**Task item:** Each line of the records containing "usize" is to be copied out and returned.

**Given records:**
//! Error types for mathematical operations.

use thiserror::Error;

/// A specialized Result type for mathematical operations.
pub type MathResult<T> = Result<T, MathError>;

/// Errors that can occur during mathematical operations.
#[derive(Error, Debug, Clone)]
pub enum MathError {
    /// Matrix is singular (not invertible).
    #[error("Singular matrix: cannot invert")]
    SingularMatrix,

    /// Matrix dimensions are incompatible.
    #[error("Incompatible matrix dimensions: ({rows1}x{cols1}) and ({rows2}x{cols2})")]
    DimensionMismatch {
        /// Rows in first matrix.
        rows1: usize,
        /// Columns in first matrix.
        cols1: usize,
        /// Rows in second matrix.
        rows2: usize,
        /// Columns in second matrix.
        cols2: usize,
    },

    /// Insufficient data points for operation.
    #[error("Insufficient data: need at least {required}, got {actual}")]
    InsufficientData {
        /// Minimum required points.
        required: usize,
        /// Actual number of points.
        actual: usize,
    },

    /// The constraint set admits no point.
    #[error("Infeasible constraints: bounds sum to [{lower_sum}, {upper_sum}] but total is {total}")]
    InfeasibleConstraints {
        /// Sum of lower bounds.
        lower_sum: f64,
        /// Sum of upper bounds.
        upper_sum: f64,
        /// Required total.
        total: f64,
    },

    /// Invalid input parameter.
    #[error("Invalid input: {reason}")]
    InvalidInput {
        /// Description of the invalid input.
        reason: String,
    },
}

impl MathError {
    /// Creates an invalid input error.
    #[must_use]
    pub fn invalid_input(reason: impl Into<String>) -> Self {
        Self::InvalidInput {
            reason: reason.into(),
        }
    }

    /// Creates an insufficient data error.
    #[must_use]
    pub fn insufficient_data(required: usize, actual: usize) -> Self {
        Self::InsufficientData { required, actual }
    }

    /// Creates a dimension mismatch error for a square matrix against a vector.
    #[must_use]
    pub fn square_mismatch(dim: usize, len: usize) -> Self {
        Self::DimensionMismatch {
            rows1: dim,
            cols1: dim,
            rows2: len,
            cols2: 1,
        }
    }
}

**Your response:**
        rows1: usize,
        cols1: usize,
        rows2: usize,
        cols2: usize,
        required: usize,
        actual: usize,
    pub fn insufficient_data(required: usize, actual: usize) -> Self {
    pub fn square_mismatch(dim: usize, len: usize) -> Self {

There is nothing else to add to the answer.